> **INFORMATION**
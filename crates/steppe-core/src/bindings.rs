//! Element identifiers the scanner binds to.

use std::fmt;

/// Role an element plays in the scanner widget.
#[derive(Clone, Copy, Debug, PartialEq, Eq, Hash)]
pub enum BindingRole {
    Input,
    Viewport,
    StartControl,
    StopControl,
    ImageInput,
    Status,
}

impl BindingRole {
    pub const ALL: [BindingRole; 6] = [
        BindingRole::Input,
        BindingRole::Viewport,
        BindingRole::StartControl,
        BindingRole::StopControl,
        BindingRole::ImageInput,
        BindingRole::Status,
    ];

    /// Option key used by the host page when passing bindings from JS.
    pub fn option_key(self) -> &'static str {
        match self {
            BindingRole::Input => "inputId",
            BindingRole::Viewport => "readerId",
            BindingRole::StartControl => "startButtonId",
            BindingRole::StopControl => "stopButtonId",
            BindingRole::ImageInput => "imageInputId",
            BindingRole::Status => "statusId",
        }
    }
}

impl fmt::Display for BindingRole {
    fn fmt(&self, f: &mut fmt::Formatter<'_>) -> fmt::Result {
        let name = match self {
            BindingRole::Input => "input field",
            BindingRole::Viewport => "camera viewport",
            BindingRole::StartControl => "start control",
            BindingRole::StopControl => "stop control",
            BindingRole::ImageInput => "image-file control",
            BindingRole::Status => "status display",
        };
        f.write_str(name)
    }
}

/// Immutable set of element ids supplied by the host page.
///
/// Ids are resolved exactly once, when the scanner is mounted.
#[derive(Clone, Debug, Default, PartialEq, Eq)]
pub struct ScannerBindings {
    pub input_id: String,
    pub viewport_id: String,
    pub start_id: String,
    pub stop_id: String,
    pub image_input_id: String,
    pub status_id: String,
}

impl ScannerBindings {
    pub fn id(&self, role: BindingRole) -> &str {
        match role {
            BindingRole::Input => &self.input_id,
            BindingRole::Viewport => &self.viewport_id,
            BindingRole::StartControl => &self.start_id,
            BindingRole::StopControl => &self.stop_id,
            BindingRole::ImageInput => &self.image_input_id,
            BindingRole::Status => &self.status_id,
        }
    }

    pub fn set_id(&mut self, role: BindingRole, id: impl Into<String>) {
        let id = id.into();
        match role {
            BindingRole::Input => self.input_id = id,
            BindingRole::Viewport => self.viewport_id = id,
            BindingRole::StartControl => self.start_id = id,
            BindingRole::StopControl => self.stop_id = id,
            BindingRole::ImageInput => self.image_input_id = id,
            BindingRole::Status => self.status_id = id,
        }
    }
}

#[derive(Debug, Clone, PartialEq, Eq)]
pub enum BindingError {
    Missing { role: BindingRole, id: String },
}

impl fmt::Display for BindingError {
    fn fmt(&self, f: &mut fmt::Formatter<'_>) -> fmt::Result {
        match self {
            BindingError::Missing { role, id } => {
                write!(f, "no element with id '{id}' for the {role}")
            }
        }
    }
}

impl std::error::Error for BindingError {}

#[cfg(test)]
mod tests {
    use super::*;

    #[test]
    fn test_set_id_round_trips_through_role() {
        let mut bindings = ScannerBindings::default();
        for (index, role) in BindingRole::ALL.into_iter().enumerate() {
            bindings.set_id(role, format!("el-{index}"));
        }
        assert_eq!(bindings.id(BindingRole::Input), "el-0");
        assert_eq!(bindings.id(BindingRole::Status), "el-5");
    }

    #[test]
    fn test_missing_binding_message_names_role() {
        let err = BindingError::Missing {
            role: BindingRole::StopControl,
            id: "qr-stop".into(),
        };
        assert_eq!(err.to_string(), "no element with id 'qr-stop' for the stop control");
    }
}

> **PROBLEM TO WORK ON**
Reply with nothing except the number of lines in the listing above that include the string "ScannerBindings".

> **EXERCISE RESPONSE**
3